+++ Information provided

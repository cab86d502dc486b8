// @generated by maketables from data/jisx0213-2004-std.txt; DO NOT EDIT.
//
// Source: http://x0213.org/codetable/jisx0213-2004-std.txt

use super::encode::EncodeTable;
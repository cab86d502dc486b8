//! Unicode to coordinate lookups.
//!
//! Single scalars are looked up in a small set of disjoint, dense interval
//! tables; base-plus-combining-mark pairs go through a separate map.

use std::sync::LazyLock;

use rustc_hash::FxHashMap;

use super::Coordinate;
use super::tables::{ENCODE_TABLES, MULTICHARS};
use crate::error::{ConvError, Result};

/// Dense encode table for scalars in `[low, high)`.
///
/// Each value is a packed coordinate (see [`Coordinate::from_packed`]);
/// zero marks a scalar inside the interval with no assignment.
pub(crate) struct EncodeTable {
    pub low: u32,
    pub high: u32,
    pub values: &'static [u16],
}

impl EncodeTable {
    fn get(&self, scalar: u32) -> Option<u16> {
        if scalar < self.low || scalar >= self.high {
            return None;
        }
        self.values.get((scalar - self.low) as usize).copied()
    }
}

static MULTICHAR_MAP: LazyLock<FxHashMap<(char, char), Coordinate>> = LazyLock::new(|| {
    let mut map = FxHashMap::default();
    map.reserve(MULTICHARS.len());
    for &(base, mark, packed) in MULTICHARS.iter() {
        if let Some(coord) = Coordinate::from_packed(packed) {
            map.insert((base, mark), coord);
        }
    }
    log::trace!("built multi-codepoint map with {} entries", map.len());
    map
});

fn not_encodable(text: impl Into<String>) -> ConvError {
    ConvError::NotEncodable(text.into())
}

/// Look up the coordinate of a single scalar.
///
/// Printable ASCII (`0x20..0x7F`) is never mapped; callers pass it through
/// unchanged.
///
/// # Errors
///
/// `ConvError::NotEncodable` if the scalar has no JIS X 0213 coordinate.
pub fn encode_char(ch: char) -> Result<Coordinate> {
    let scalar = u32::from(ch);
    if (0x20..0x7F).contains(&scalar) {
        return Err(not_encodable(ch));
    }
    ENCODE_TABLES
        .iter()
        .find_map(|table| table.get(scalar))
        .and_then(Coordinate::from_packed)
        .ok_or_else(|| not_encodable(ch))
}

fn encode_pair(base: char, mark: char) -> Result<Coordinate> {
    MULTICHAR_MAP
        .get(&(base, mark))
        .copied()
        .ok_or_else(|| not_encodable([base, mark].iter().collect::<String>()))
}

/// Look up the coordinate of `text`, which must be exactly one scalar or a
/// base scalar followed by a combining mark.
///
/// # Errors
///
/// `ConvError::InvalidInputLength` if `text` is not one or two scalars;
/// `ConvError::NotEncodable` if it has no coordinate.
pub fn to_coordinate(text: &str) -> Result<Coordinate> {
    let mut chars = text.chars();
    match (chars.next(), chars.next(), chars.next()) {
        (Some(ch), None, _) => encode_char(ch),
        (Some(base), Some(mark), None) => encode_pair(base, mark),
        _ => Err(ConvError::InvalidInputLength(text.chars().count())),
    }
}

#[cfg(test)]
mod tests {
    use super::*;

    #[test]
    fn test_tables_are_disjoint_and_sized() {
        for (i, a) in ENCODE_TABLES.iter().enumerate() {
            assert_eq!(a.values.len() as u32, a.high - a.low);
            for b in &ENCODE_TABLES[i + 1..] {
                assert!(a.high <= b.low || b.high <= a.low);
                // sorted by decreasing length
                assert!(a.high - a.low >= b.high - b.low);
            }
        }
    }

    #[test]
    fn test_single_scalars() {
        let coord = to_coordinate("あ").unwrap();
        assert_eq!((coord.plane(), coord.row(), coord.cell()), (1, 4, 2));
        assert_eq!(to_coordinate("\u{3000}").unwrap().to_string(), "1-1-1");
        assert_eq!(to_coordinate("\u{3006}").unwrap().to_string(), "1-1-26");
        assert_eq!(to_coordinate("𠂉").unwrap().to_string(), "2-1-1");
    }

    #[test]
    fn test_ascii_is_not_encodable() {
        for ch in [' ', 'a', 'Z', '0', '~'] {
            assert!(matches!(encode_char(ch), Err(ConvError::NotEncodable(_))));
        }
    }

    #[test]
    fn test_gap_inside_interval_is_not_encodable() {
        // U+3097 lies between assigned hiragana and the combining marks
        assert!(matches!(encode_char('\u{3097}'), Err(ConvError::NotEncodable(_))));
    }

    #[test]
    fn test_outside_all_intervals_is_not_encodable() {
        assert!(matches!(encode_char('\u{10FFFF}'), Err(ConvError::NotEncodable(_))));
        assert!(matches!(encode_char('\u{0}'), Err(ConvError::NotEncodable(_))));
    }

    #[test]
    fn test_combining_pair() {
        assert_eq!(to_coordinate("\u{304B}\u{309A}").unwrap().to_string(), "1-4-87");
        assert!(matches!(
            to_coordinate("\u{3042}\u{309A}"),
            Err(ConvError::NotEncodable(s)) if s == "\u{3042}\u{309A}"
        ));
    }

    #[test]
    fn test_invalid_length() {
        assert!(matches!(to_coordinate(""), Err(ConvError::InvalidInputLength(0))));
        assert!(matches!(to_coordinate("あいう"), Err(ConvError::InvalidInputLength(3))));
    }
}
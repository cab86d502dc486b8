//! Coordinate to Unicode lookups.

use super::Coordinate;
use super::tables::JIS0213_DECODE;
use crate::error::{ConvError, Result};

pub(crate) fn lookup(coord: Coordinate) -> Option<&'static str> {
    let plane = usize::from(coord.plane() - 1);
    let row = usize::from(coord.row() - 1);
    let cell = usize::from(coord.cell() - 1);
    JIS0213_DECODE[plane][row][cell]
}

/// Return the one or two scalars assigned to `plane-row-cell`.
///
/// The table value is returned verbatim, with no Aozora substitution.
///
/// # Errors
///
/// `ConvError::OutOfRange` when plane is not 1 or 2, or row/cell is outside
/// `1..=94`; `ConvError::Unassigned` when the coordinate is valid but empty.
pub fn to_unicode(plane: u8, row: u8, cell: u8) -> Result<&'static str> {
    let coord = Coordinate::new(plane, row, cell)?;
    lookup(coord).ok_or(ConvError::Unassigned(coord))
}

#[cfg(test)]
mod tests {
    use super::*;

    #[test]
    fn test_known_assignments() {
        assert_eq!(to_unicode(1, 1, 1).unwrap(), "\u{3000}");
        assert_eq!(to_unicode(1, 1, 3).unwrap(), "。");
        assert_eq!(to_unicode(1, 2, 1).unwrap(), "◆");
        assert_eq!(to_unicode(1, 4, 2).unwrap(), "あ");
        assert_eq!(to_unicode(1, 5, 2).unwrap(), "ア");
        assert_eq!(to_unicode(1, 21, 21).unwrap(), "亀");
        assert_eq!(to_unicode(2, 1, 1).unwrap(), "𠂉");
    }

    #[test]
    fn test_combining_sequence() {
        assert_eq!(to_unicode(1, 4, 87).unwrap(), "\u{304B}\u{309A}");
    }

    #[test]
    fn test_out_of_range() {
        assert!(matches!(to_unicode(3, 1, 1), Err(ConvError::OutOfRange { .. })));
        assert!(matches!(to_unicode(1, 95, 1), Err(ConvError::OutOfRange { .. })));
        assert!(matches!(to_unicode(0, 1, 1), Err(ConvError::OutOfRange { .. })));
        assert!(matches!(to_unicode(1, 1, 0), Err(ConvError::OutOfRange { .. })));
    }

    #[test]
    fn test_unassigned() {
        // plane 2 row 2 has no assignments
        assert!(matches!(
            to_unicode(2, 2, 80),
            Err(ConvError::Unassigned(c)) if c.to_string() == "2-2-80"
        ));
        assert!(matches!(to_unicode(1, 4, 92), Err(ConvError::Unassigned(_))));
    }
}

++++++

▸ **Task directions**: Every line of the listing that includes "iter" must be shown.

▸ **Solution for this problem**:
    for &(base, mark, packed) in MULTICHARS.iter() {
        .iter()
        .ok_or_else(|| not_encodable([base, mark].iter().collect::<String>()))
        for (i, a) in ENCODE_TABLES.iter().enumerate() {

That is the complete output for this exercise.